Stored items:
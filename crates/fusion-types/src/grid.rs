// ─────────────────────────────────────────────────────────────────────
// SCPN Fusion Core — Grid Specification
// © 1998–2026 Miroslav Šotek. All rights reserved.
// Contact: www.anulum.li | protoscience@anulum.li
// ORCID: https://orcid.org/0009-0009-3560-0851
// License: GNU AGPL v3 | Commercial licensing available
// ─────────────────────────────────────────────────────────────────────
//! Per-dimension grid parameters and their structural validation.

use crate::config::{or_default, ParameterSource, Section};
use crate::error::{FusionError, FusionResult};
use serde::{Deserialize, Serialize};
use std::fmt;
use std::str::FromStr;

/// Number of spatial dimensions carried by every grid.
pub const NDIM: usize = 3;

/// Largest accepted cell count per dimension.
pub const MAX_POINT_COUNT: i64 = i32::MAX as i64;

/// Relative slack on the `min_width <= span / point_count` bound, so a
/// floor equal to the mean width survives the rounded division.
const MIN_WIDTH_RTOL: f64 = 4.0 * f64::EPSILON;

/// Cell-width distribution along one dimension.
#[derive(Debug, Clone, Copy, PartialEq, Eq, Serialize, Deserialize)]
#[serde(rename_all = "lowercase")]
pub enum ResolutionMode {
    /// Uniform cells.
    Fixed,
    /// Widths graded linearly towards an anchor index.
    Linear,
    /// Widths shaped by a density expression.
    Func,
}

impl ResolutionMode {
    pub fn as_str(self) -> &'static str {
        match self {
            ResolutionMode::Fixed => "fixed",
            ResolutionMode::Linear => "linear",
            ResolutionMode::Func => "func",
        }
    }

    /// Modes that need a strictly positive `min_width`.
    pub fn needs_min_width(self) -> bool {
        matches!(self, ResolutionMode::Linear | ResolutionMode::Func)
    }
}

impl fmt::Display for ResolutionMode {
    fn fmt(&self, f: &mut fmt::Formatter<'_>) -> fmt::Result {
        f.write_str(self.as_str())
    }
}

impl FromStr for ResolutionMode {
    type Err = String;

    fn from_str(s: &str) -> Result<Self, Self::Err> {
        match s.trim() {
            "fixed" => Ok(ResolutionMode::Fixed),
            "linear" => Ok(ResolutionMode::Linear),
            "func" => Ok(ResolutionMode::Func),
            other => Err(other.to_string()),
        }
    }
}

/// Raw parameters of one dimension, as read from the input deck.
#[derive(Debug, Clone, PartialEq, Serialize, Deserialize)]
pub struct AxisSpec {
    pub point_count: i64,
    pub lower: f64,
    pub upper: f64,
    pub mode: ResolutionMode,
    #[serde(default)]
    pub min_width: f64,
    #[serde(default)]
    pub anchor: f64,
    #[serde(default)]
    pub density: String,
}

impl AxisSpec {
    /// Uniform axis with `point_count` cells over `[lower, upper]`.
    pub fn fixed(point_count: i64, lower: f64, upper: f64) -> Self {
        AxisSpec {
            point_count,
            lower,
            upper,
            mode: ResolutionMode::Fixed,
            min_width: 0.0,
            anchor: 0.0,
            density: String::new(),
        }
    }

    /// Linearly graded axis with the narrowest cells at `anchor`.
    pub fn linear(point_count: i64, lower: f64, upper: f64, min_width: f64, anchor: f64) -> Self {
        AxisSpec {
            mode: ResolutionMode::Linear,
            min_width,
            anchor,
            ..Self::fixed(point_count, lower, upper)
        }
    }

    /// Density-shaped axis; `density` is an expression in `n` and `N`.
    pub fn func(
        point_count: i64,
        lower: f64,
        upper: f64,
        min_width: f64,
        density: impl Into<String>,
    ) -> Self {
        AxisSpec {
            mode: ResolutionMode::Func,
            min_width,
            density: density.into(),
            ..Self::fixed(point_count, lower, upper)
        }
    }

    pub fn span(&self) -> f64 {
        self.upper - self.lower
    }

    /// Mean cell width `span / point_count`.
    pub fn average_width(&self) -> f64 {
        self.span() / self.point_count as f64
    }

    /// Structural checks for dimension `dim`. Does not touch `self`.
    pub fn validate(&self, dim: usize) -> FusionResult<()> {
        if !(1..=MAX_POINT_COUNT).contains(&self.point_count) {
            return Err(FusionError::InvalidPointCount {
                dim,
                value: self.point_count,
            });
        }
        let span = self.span();
        if !span.is_finite() || span <= 0.0 {
            return Err(FusionError::InvalidBounds {
                dim,
                lower: self.lower,
                upper: self.upper,
            });
        }
        if self.mode.needs_min_width() {
            // A floor above the mean width cannot be met by positive cells
            // that still sum to the span.
            let limit = self.average_width();
            if !self.min_width.is_finite()
                || self.min_width <= 0.0
                || self.min_width > limit * (1.0 + MIN_WIDTH_RTOL)
            {
                return Err(FusionError::InvalidMinWidth {
                    dim,
                    value: self.min_width,
                    limit,
                });
            }
        }
        if self.mode == ResolutionMode::Linear
            && !(0.0..=self.point_count as f64).contains(&self.anchor)
        {
            return Err(FusionError::InvalidAnchor {
                dim,
                value: self.anchor,
                point_count: self.point_count,
            });
        }
        Ok(())
    }
}

/// Grid parameters for all dimensions.
#[derive(Debug, Clone, PartialEq, Serialize, Deserialize)]
pub struct GridSpec {
    pub axes: [AxisSpec; NDIM],
}

impl GridSpec {
    pub fn new(axes: [AxisSpec; NDIM]) -> Self {
        GridSpec { axes }
    }

    pub fn axis(&self, dim: usize) -> &AxisSpec {
        &self.axes[dim]
    }

    /// Validate every dimension, stopping at the first failure.
    pub fn validate(&self) -> FusionResult<()> {
        for (dim, axis) in self.axes.iter().enumerate() {
            axis.validate(dim)?;
        }
        Ok(())
    }

    /// Read the `grid` section. `ngrid`, `xmin`, `xmax` and `gridres` are
    /// required; `gridmin`, `linpoint` and `gridfunc` default to zero / empty.
    pub fn from_source(source: &dyn ParameterSource) -> FusionResult<Self> {
        let ngrid = per_dim(source.read_int_vec(Section::Grid, 0, "ngrid")?, "ngrid")?;
        let xmin = per_dim(source.read_real_vec(Section::Grid, 0, "xmin")?, "xmin")?;
        let xmax = per_dim(source.read_real_vec(Section::Grid, 0, "xmax")?, "xmax")?;
        let gridres = per_dim(source.read_text_vec(Section::Grid, 0, "gridres")?, "gridres")?;
        let gridmin = per_dim(
            or_default(
                source.read_real_vec(Section::Grid, 0, "gridmin"),
                vec![0.0; NDIM],
            )?,
            "gridmin",
        )?;
        let linpoint = per_dim(
            or_default(
                source.read_real_vec(Section::Grid, 0, "linpoint"),
                vec![0.0; NDIM],
            )?,
            "linpoint",
        )?;
        let gridfunc = per_dim(
            or_default(
                source.read_text_vec(Section::Grid, 0, "gridfunc"),
                vec![String::new(); NDIM],
            )?,
            "gridfunc",
        )?;

        let mut axes = Vec::with_capacity(NDIM);
        for dim in 0..NDIM {
            let mode = gridres[dim]
                .parse::<ResolutionMode>()
                .map_err(|value| FusionError::InvalidResolutionMode { dim, value })?;
            axes.push(AxisSpec {
                point_count: ngrid[dim],
                lower: xmin[dim],
                upper: xmax[dim],
                mode,
                min_width: gridmin[dim],
                anchor: linpoint[dim],
                density: gridfunc[dim].clone(),
            });
        }
        let axes: [AxisSpec; NDIM] = axes
            .try_into()
            .map_err(|_| FusionError::ConfigError("grid axis count mismatch".to_string()))?;
        Ok(GridSpec { axes })
    }
}

fn per_dim<T>(values: Vec<T>, key: &str) -> FusionResult<Vec<T>> {
    if values.len() != NDIM {
        return Err(FusionError::ConfigError(format!(
            "grid.{key} needs {NDIM} entries, got {}",
            values.len()
        )));
    }
    Ok(values)
}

▶ **TASK REQUIREMENTS**: All lines above from the one holding "pub enum ResolutionMode" to the one holding "type Err = String;", inclusive, are to be copied exactly; no other line is wanted.

▶ **ANSWER BELOW**:
pub enum ResolutionMode {
    /// Uniform cells.
    Fixed,
    /// Widths graded linearly towards an anchor index.
    Linear,
    /// Widths shaped by a density expression.
    Func,
}

impl ResolutionMode {
    pub fn as_str(self) -> &'static str {
        match self {
            ResolutionMode::Fixed => "fixed",
            ResolutionMode::Linear => "linear",
            ResolutionMode::Func => "func",
        }
    }

    /// Modes that need a strictly positive `min_width`.
    pub fn needs_min_width(self) -> bool {
        matches!(self, ResolutionMode::Linear | ResolutionMode::Func)
    }
}

impl fmt::Display for ResolutionMode {
    fn fmt(&self, f: &mut fmt::Formatter<'_>) -> fmt::Result {
        f.write_str(self.as_str())
    }
}

impl FromStr for ResolutionMode {
    type Err = String;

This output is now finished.